Work order: Locate each line with the string "retain" in the listing below and copy it.

── Extracted material ──

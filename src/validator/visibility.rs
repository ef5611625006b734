//! `readOnly` / `writeOnly` handling and removal of undeclared properties.

use super::schema::{has_flag, items, merged_properties, property};
use crate::config::RemoveAdditional;
use crate::error::{ErrorLocation, ValidationError};
use serde_json::Value;

/// Report every `readOnly` property present in a request body.
pub fn read_only_violations(value: &Value, schema: &Value) -> Vec<ValidationError> {
    let mut out = Vec::new();
    walk_read_only(value, schema, &mut String::new(), &mut out);
    out
}

fn walk_read_only(value: &Value, schema: &Value, path: &mut String, out: &mut Vec<ValidationError>) {
    match value {
        Value::Object(map) => {
            for (name, v) in map {
                let Some(prop) = property(schema, name) else {
                    continue;
                };
                let len = path.len();
                path.push('.');
                path.push_str(name);
                if has_flag(prop, "readOnly") {
                    out.push(ValidationError::new(
                        ErrorLocation::RequestBody,
                        path.clone(),
                        "readOnly",
                        format!("property '{name}' is read-only"),
                    ));
                } else {
                    walk_read_only(v, prop, path, out);
                }
                path.truncate(len);
            }
        }
        Value::Array(arr) => {
            if let Some(item_schema) = items(schema) {
                for (i, v) in arr.iter().enumerate() {
                    let len = path.len();
                    path.push_str(&format!("[{i}]"));
                    walk_read_only(v, item_schema, path, out);
                    path.truncate(len);
                }
            }
        }
        _ => {}
    }
}

/// Drop every `writeOnly` property, recursively, from a response body.
pub fn strip_write_only(value: &mut Value, schema: &Value) {
    match value {
        Value::Object(map) => {
            let props = merged_properties(schema);
            map.retain(|name, _| {
                !props
                    .iter()
                    .any(|(n, p)| *n == name && has_flag(p, "writeOnly"))
            });
            for (name, v) in map.iter_mut() {
                if let Some((_, prop)) = props.iter().find(|(n, _)| *n == name) {
                    strip_write_only(v, prop);
                }
            }
        }
        Value::Array(arr) => {
            if let Some(item_schema) = items(schema) {
                for v in arr.iter_mut() {
                    strip_write_only(v, item_schema);
                }
            }
        }
        _ => {}
    }
}

/// Strip properties a schema does not declare.
///
/// [`RemoveAdditional::Declared`] only touches objects whose schema says
/// `additionalProperties: false`; [`RemoveAdditional::All`] touches every object
/// schema that lists `properties`.
pub fn remove_additional(value: &mut Value, schema: &Value, mode: RemoveAdditional) {
    if mode == RemoveAdditional::Off {
        return;
    }
    match value {
        Value::Object(map) => {
            let props = merged_properties(schema);
            let closed = match mode {
                RemoveAdditional::Declared => closes_additional(schema),
                RemoveAdditional::All => !props.is_empty(),
                RemoveAdditional::Off => false,
            };
            if closed {
                map.retain(|name, _| props.iter().any(|(n, _)| *n == name));
            }
            for (name, v) in map.iter_mut() {
                if let Some((_, prop)) = props.iter().find(|(n, _)| *n == name) {
                    remove_additional(v, prop, mode);
                }
            }
        }
        Value::Array(arr) => {
            if let Some(item_schema) = items(schema) {
                for v in arr.iter_mut() {
                    remove_additional(v, item_schema, mode);
                }
            }
        }
        _ => {}
    }
}

fn closes_additional(schema: &Value) -> bool {
    matches!(schema.get("additionalProperties"), Some(Value::Bool(false)))
        || schema
            .get("allOf")
            .and_then(Value::as_array)
            .is_some_and(|parts| parts.iter().any(closes_additional))
}

#[cfg(test)]
mod tests {
    use super::*;
    use serde_json::json;

    fn product() -> Value {
        json!({
            "type": "object",
            "additionalProperties": false,
            "properties": {
                "id": {"type": "string", "readOnly": true},
                "name": {"type": "string"},
                "role": {"type": "string", "writeOnly": true},
                "reviews": {
                    "type": "array",
                    "items": {
                        "type": "object",
                        "properties": {
                            "rating": {"type": "integer"},
                            "reviewer_id": {"type": "string", "readOnly": true},
                            "token": {"type": "string", "writeOnly": true}
                        }
                    }
                }
            }
        })
    }

    #[test]
    fn read_only_reports_paths() {
        let body = json!({"id": "1", "name": "x", "reviews": [{"rating": 5, "reviewer_id": "r"}]});
        let errors = read_only_violations(&body, &product());
        let paths: Vec<&str> = errors.iter().map(|e| e.path.as_str()).collect();
        assert_eq!(paths, vec![".id", ".reviews[0].reviewer_id"]);
        assert!(errors.iter().all(|e| e.keyword == "readOnly"));
    }

    #[test]
    fn write_only_stripped_recursively() {
        let mut body = json!({"name": "x", "role": "admin", "reviews": [{"rating": 1, "token": "t"}]});
        strip_write_only(&mut body, &product());
        assert_eq!(body, json!({"name": "x", "reviews": [{"rating": 1}]}));
    }

    #[test]
    fn remove_additional_modes() {
        let body = json!({"name": "x", "extra": 1, "reviews": [{"rating": 1, "junk": true}]});

        let mut declared = body.clone();
        remove_additional(&mut declared, &product(), RemoveAdditional::Declared);
        assert_eq!(declared, json!({"name": "x", "reviews": [{"rating": 1, "junk": true}]}));

        let mut all = body.clone();
        remove_additional(&mut all, &product(), RemoveAdditional::All);
        assert_eq!(all, json!({"name": "x", "reviews": [{"rating": 1}]}));

        let mut off = body.clone();
        remove_additional(&mut off, &product(), RemoveAdditional::Off);
        assert_eq!(off, body);
    }
}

───

Solution for this task:
            map.retain(|name, _| {
                map.retain(|name, _| props.iter().any(|(n, _)| *n == name));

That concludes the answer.